PLEASE, someone help me.


----------



## tammy from wv (May 11, 2002)

I wish you were closer.


----------



## dunroven (Dec 6, 2004)

they are gone

:Bawling::Bawling::Bawling::Bawling:

see my post in equine


----------



## WV Farm girl (Nov 26, 2011)

My ex made that threat to me once. I got rid of the animals or else.... Did you notice the "ex" part? Best choice I ever made!

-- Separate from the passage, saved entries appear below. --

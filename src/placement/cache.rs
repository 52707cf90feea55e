//! The template cache.
//!
//! Configuring a fresh symbol instance is the expensive step of a bulk
//! placement: attribute text layout and parametric evaluation both run on
//! every changed field. The cache configures one "template" instance per
//! distinct (definition, override list) key and serves every placement by
//! duplicating a template and applying a rigid transform. Templates live in
//! the session's staging container, are never handed out, and are deleted on
//! [`release`](TemplateCache::release).

use std::collections::HashMap;
use std::hash::{Hash, Hasher};

use crate::diagnostics::{Diagnostic, DiagnosticSink, RecordingSink};
use crate::geometry::PlacementTransform;
use crate::placement::{PlacementRequest, PropertyOverride};
use crate::property::{fold_name, PropertySet, PropertyValue};
use crate::session::{DefinitionId, DrawingSession, InstanceHandle};
use crate::PlaceError;

/// Structural key identifying one template configuration.
///
/// Two keys are equal when the definitions match and the override lists are
/// pairwise equal under (case-folded name, value), in the order the caller
/// supplied them. Override order is deliberately significant: callers that
/// author overrides in a stable order share templates, and reordering is
/// treated as a distinct configuration.
#[derive(Debug, Clone)]
pub struct TemplateKey {
    definition: DefinitionId,
    overrides: Vec<(String, PropertyValue)>,
}

impl TemplateKey {
    pub fn for_request(request: &PlacementRequest) -> Self {
        Self {
            definition: request.definition,
            overrides: request
                .overrides
                .iter()
                .map(|o| (fold_name(&o.name), o.value.clone()))
                .collect(),
        }
    }
}

impl PartialEq for TemplateKey {
    fn eq(&self, other: &Self) -> bool {
        self.definition == other.definition && self.overrides == other.overrides
    }
}

// Override values are finite in practice; a NaN value would never compare
// equal to itself and simply always miss the cache.
impl Eq for TemplateKey {}

impl Hash for TemplateKey {
    fn hash<H: Hasher>(&self, state: &mut H) {
        // Values stay out of the hash (they include reals); equal keys agree
        // on definition and names, which is all Hash needs.
        self.definition.hash(state);
        for (name, _) in &self.overrides {
            name.hash(state);
        }
    }
}

/// Cache of configured template instances, one per distinct [`TemplateKey`].
///
/// The cache is the sole owner of every template it creates; instances
/// returned by [`place`](Self::place) are caller-owned duplicates. Intended
/// for single-writer use within one batch.
pub struct TemplateCache<'a> {
    templates: HashMap<TemplateKey, InstanceHandle>,
    config: crate::config::PlacementConfig,
    sink: &'a dyn DiagnosticSink,
}

impl<'a> TemplateCache<'a> {
    pub fn new(config: crate::config::PlacementConfig, sink: &'a dyn DiagnosticSink) -> Self {
        Self {
            templates: HashMap::new(),
            config,
            sink,
        }
    }

    /// Number of distinct templates currently cached.
    pub fn len(&self) -> usize {
        self.templates.len()
    }

    pub fn is_empty(&self) -> bool {
        self.templates.is_empty()
    }

    /// Place one request, reusing a cached template when the key matches.
    ///
    /// Property-level failures while configuring a new template are reported
    /// through the sink and never abort the placement; only structural
    /// faults (instantiate, duplicate, transform, scan) propagate.
    pub fn place<S: DrawingSession>(
        &mut self,
        session: &mut S,
        request: &PlacementRequest,
    ) -> Result<InstanceHandle, PlaceError> {
        self.place_with(session, request, |_, _| {})
    }

    /// Like [`place`](Self::place), with a callback invoked once per
    /// override failure while a new template is being configured.
    pub fn place_with<S, F>(
        &mut self,
        session: &mut S,
        request: &PlacementRequest,
        mut on_override_failure: F,
    ) -> Result<InstanceHandle, PlaceError>
    where
        S: DrawingSession,
        F: FnMut(&PropertyOverride, &Diagnostic),
    {
        if !(request.scale > 0.0) {
            return Err(PlaceError::InvalidScale(request.scale));
        }

        let key = TemplateKey::for_request(request);
        let template = match self.templates.get(&key) {
            Some(&template) => template,
            None => {
                let template = self.build_template(session, request, &mut on_override_failure)?;
                self.templates.insert(key, template);
                template
            }
        };

        // Hit or miss, the caller always gets a transformed duplicate; the
        // template itself stays pristine at the staging point.
        let instance = session.duplicate(template, request.container)?;
        let reference = session.reference_point(instance)?;
        let transform = PlacementTransform::for_placement(
            reference,
            request.position,
            request.scale,
            self.config.scale_tolerance,
        );
        if !transform.is_identity() {
            session.apply_transform(instance, &transform)?;
        }
        Ok(instance)
    }

    fn build_template<S, F>(
        &mut self,
        session: &mut S,
        request: &PlacementRequest,
        on_override_failure: &mut F,
    ) -> Result<InstanceHandle, PlaceError>
    where
        S: DrawingSession,
        F: FnMut(&PropertyOverride, &Diagnostic),
    {
        let staging = session.staging_container();
        let instance =
            session.instantiate(request.definition, staging, self.config.staging_point)?;
        let mut properties = PropertySet::scan(session, instance)?;

        for override_ in &request.overrides {
            // A probe sink captures this override's diagnostics so they can
            // be forwarded to the callback as well as the main sink.
            let probe = RecordingSink::new();
            properties.write(
                session,
                &override_.name,
                override_.value.clone(),
                override_.exact_match,
                override_.required,
                &probe,
            );
            for diagnostic in probe.entries() {
                on_override_failure(override_, &diagnostic);
                self.sink.report(diagnostic);
            }
        }

        Ok(instance)
    }

    /// Delete every cached template. Best-effort: a template that fails to
    /// delete is reported as a cleanup failure and skipped, never preventing
    /// cleanup of the rest. Idempotent; the cache is empty and reusable
    /// afterwards.
    pub fn release<S: DrawingSession>(&mut self, session: &mut S) {
        for (_, template) in self.templates.drain() {
            if let Err(fault) = session.delete(template) {
                self.sink
                    .report(Diagnostic::cleanup_failure(template, &fault.to_string()));
            }
        }
    }
}

impl Drop for TemplateCache<'_> {
    fn drop(&mut self) {
        if !self.templates.is_empty() {
            log::warn!(
                "template cache dropped with {} undeleted templates; call release()",
                self.templates.len()
            );
        }
    }
}
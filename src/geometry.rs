//! Points, vectors and the placement transform.
//!
//! Placement uses a deliberately small transform model: a displacement that
//! moves a duplicate from the template's reference point to the requested
//! position, optionally composed with a uniform scale about the requested
//! position. Because the scale is centered on the target position, the placed
//! reference point is a fixed point of the whole transform.

/// A 3D point in drawing coordinates.
#[derive(Debug, Clone, Copy, PartialEq)]
pub struct Point3 {
    pub x: f64,
    pub y: f64,
    pub z: f64,
}

impl Point3 {
    /// The drawing origin, used as the neutral staging point for templates.
    pub const ORIGIN: Point3 = Point3 {
        x: 0.0,
        y: 0.0,
        z: 0.0,
    };

    pub fn new(x: f64, y: f64, z: f64) -> Self {
        Self { x, y, z }
    }

    /// Displacement vector from `other` to `self`.
    pub fn vector_from(&self, other: Point3) -> Vector3 {
        Vector3 {
            x: self.x - other.x,
            y: self.y - other.y,
            z: self.z - other.z,
        }
    }

    pub fn translated(&self, v: Vector3) -> Point3 {
        Point3 {
            x: self.x + v.x,
            y: self.y + v.y,
            z: self.z + v.z,
        }
    }
}

/// A 3D displacement vector.
#[derive(Debug, Clone, Copy, PartialEq)]
pub struct Vector3 {
    pub x: f64,
    pub y: f64,
    pub z: f64,
}

impl Vector3 {
    pub fn new(x: f64, y: f64, z: f64) -> Self {
        Self { x, y, z }
    }

    pub fn length(&self) -> f64 {
        (self.x * self.x + self.y * self.y + self.z * self.z).sqrt()
    }

    /// True for an exactly zero displacement. Placement skips the translation
    /// part entirely in that case rather than applying a no-op.
    pub fn is_zero(&self) -> bool {
        self.x == 0.0 && self.y == 0.0 && self.z == 0.0
    }
}

/// Rigid placement transform: optional displacement, then optional uniform
/// scale about a fixed center.
#[derive(Debug, Clone, Copy, PartialEq)]
pub struct PlacementTransform {
    displacement: Option<Vector3>,
    scale: Option<Scaling>,
}

#[derive(Debug, Clone, Copy, PartialEq)]
struct Scaling {
    factor: f64,
    center: Point3,
}

impl PlacementTransform {
    /// The identity transform.
    pub fn identity() -> Self {
        Self {
            displacement: None,
            scale: None,
        }
    }

    /// Build the transform that moves an instance whose reference point is at
    /// `reference` so that it lands on `target`, scaled by `scale` about
    /// `target`.
    ///
    /// A zero-length displacement is dropped, and a scale within `tolerance`
    /// of 1 is dropped, so repeated placement at the same point with unit
    /// scale yields the identity.
    pub fn for_placement(reference: Point3, target: Point3, scale: f64, tolerance: f64) -> Self {
        let vec = target.vector_from(reference);
        let displacement = if vec.is_zero() { None } else { Some(vec) };

        let scale = if (scale - 1.0).abs() > tolerance {
            Some(Scaling {
                factor: scale,
                center: target,
            })
        } else {
            None
        };

        Self {
            displacement,
            scale,
        }
    }

    /// True when applying this transform would change nothing.
    pub fn is_identity(&self) -> bool {
        self.displacement.is_none() && self.scale.is_none()
    }

    /// The uniform scale factor carried by this transform (1 when none).
    pub fn scale_factor(&self) -> f64 {
        self.scale.map(|s| s.factor).unwrap_or(1.0)
    }

    /// Map a point: translate first, then scale about the center.
    pub fn apply_point(&self, p: Point3) -> Point3 {
        let mut p = match self.displacement {
            Some(v) => p.translated(v),
            None => p,
        };
        if let Some(Scaling { factor, center }) = self.scale {
            p = Point3 {
                x: center.x + (p.x - center.x) * factor,
                y: center.y + (p.y - center.y) * factor,
                z: center.z + (p.z - center.z) * factor,
            };
        }
        p
    }

    /// Map an instance's uniform scale factor.
    pub fn apply_scale(&self, existing: f64) -> f64 {
        existing * self.scale_factor()
    }
}
//! Boundary to the host drawing document.
//!
//! The core never talks to a drawing database directly; everything it needs
//! is expressed by the [`DrawingSession`] trait: instantiate a definition,
//! duplicate an instance, transform it, scan its fields, write to a field,
//! delete it. The session is an external, already-open resource; the core
//! neither opens nor closes it.

pub mod memory;

use thiserror::Error;

use crate::geometry::{PlacementTransform, Point3};
use crate::property::{PropertyKind, PropertyValue};

pub use memory::{DefinitionBuilder, MemoryDrawing};

/// Identity of a symbol definition in the host document.
#[derive(Debug, Clone, Copy, PartialEq, Eq, Hash)]
pub struct DefinitionId(pub u64);

/// Identity of a container (a drawing space) instances live in.
#[derive(Debug, Clone, Copy, PartialEq, Eq, Hash)]
pub struct ContainerId(pub u64);

/// Handle to one placed symbol instance.
#[derive(Debug, Clone, Copy, PartialEq, Eq, Hash)]
pub struct InstanceHandle(pub u64);

/// Handle to one field (fixed-text or parametric) on an instance.
#[derive(Debug, Clone, Copy, PartialEq, Eq, Hash)]
pub struct FieldHandle(pub u64);

/// One field discovered while scanning an instance.
#[derive(Debug, Clone, PartialEq)]
pub struct ScannedField {
    pub handle: FieldHandle,
    pub name: String,
    pub kind: PropertyKind,
    pub value: PropertyValue,
}

/// Faults raised by the host document.
#[derive(Debug, Error)]
pub enum SessionError {
    #[error("unknown definition {0:?}")]
    UnknownDefinition(DefinitionId),

    #[error("unknown container {0:?}")]
    UnknownContainer(ContainerId),

    #[error("unknown instance {0:?}")]
    UnknownInstance(InstanceHandle),

    #[error("unknown field {0:?}")]
    UnknownField(FieldHandle),

    #[error("write to field '{field}' rejected: {reason}")]
    WriteRejected { field: String, reason: String },

    #[error("instance {0:?} was already erased")]
    AlreadyErased(InstanceHandle),
}

/// Operations the core requires from the host document. Each is assumed
/// atomic: it either succeeds or raises a [`SessionError`].
pub trait DrawingSession {
    /// The container used for staging template instances.
    fn staging_container(&self) -> ContainerId;

    /// Insert a fresh instance of `definition` into `container` at `at`.
    fn instantiate(
        &mut self,
        definition: DefinitionId,
        container: ContainerId,
        at: Point3,
    ) -> Result<InstanceHandle, SessionError>;

    /// Copy an existing instance, fields and all, into `container`.
    fn duplicate(
        &mut self,
        instance: InstanceHandle,
        container: ContainerId,
    ) -> Result<InstanceHandle, SessionError>;

    /// Apply a placement transform to an instance in place.
    fn apply_transform(
        &mut self,
        instance: InstanceHandle,
        transform: &PlacementTransform,
    ) -> Result<(), SessionError>;

    /// The instance's reference (insertion) point.
    fn reference_point(&self, instance: InstanceHandle) -> Result<Point3, SessionError>;

    /// The effective definition name of an instance, for diagnostics.
    fn symbol_name(&self, instance: InstanceHandle) -> Result<String, SessionError>;

    /// Discover an instance's fields, fixed-text fields first, then
    /// parametric fields, each in definition order.
    fn scan(&self, instance: InstanceHandle) -> Result<Vec<ScannedField>, SessionError>;

    /// Assign plain text to a fixed-text field.
    fn write_text(&mut self, field: FieldHandle, text: &str) -> Result<(), SessionError>;

    /// Update a rich-text-capable field through its contents accessor.
    fn write_rich_text(&mut self, field: FieldHandle, contents: &str) -> Result<(), SessionError>;

    /// Re-run alignment layout for a field with non-default alignment.
    fn fix_alignment(&mut self, field: FieldHandle) -> Result<(), SessionError>;

    /// Assign a new value to a parametric field.
    fn write_parameter(
        &mut self,
        field: FieldHandle,
        value: &PropertyValue,
    ) -> Result<(), SessionError>;

    /// Erase an instance from its container.
    fn delete(&mut self, instance: InstanceHandle) -> Result<(), SessionError>;
}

Sent from my iPhone using Homesteading Today


----------



## Two Tracks (Jul 13, 2013)

I'm sorry and I feel for you friend, been there


----------



## dunroven (Dec 6, 2004)

Well the horses are gone. I thought a couple of people were going to take them and never showed up or even bothered to call to say they were not coming; however, a fabulous lady from a place called Equivive came and got them. She worked wonderfully with the horses. I let her load them so I could see how she handled them, and she was fabulous with them. Anyway, my mare is going to be trained and then she has already found a spot with a therapy ranch. The lady who owns it fell in love with her and wanted her 5 minutes after they got to Equivive, so that's a great thing, plus the therapy lady has a great reputation I have found out with all of the horse rescue groups around here, so that's very pleasing.

My stallion is going to be (probably IS by now) a gelding, and will be trained and the same lady says she may take him as well, depending on how his training goes. So I think I made the right choice. They will have the right food and care and have the best folks around them, so I'm pleased with that.

Didn't turn out all bad, and as for my husband's ultimatum? It actually didn't turn out so bad either. I lost my job, so the horses would have had to go anyway, so all's well that ends well.


----------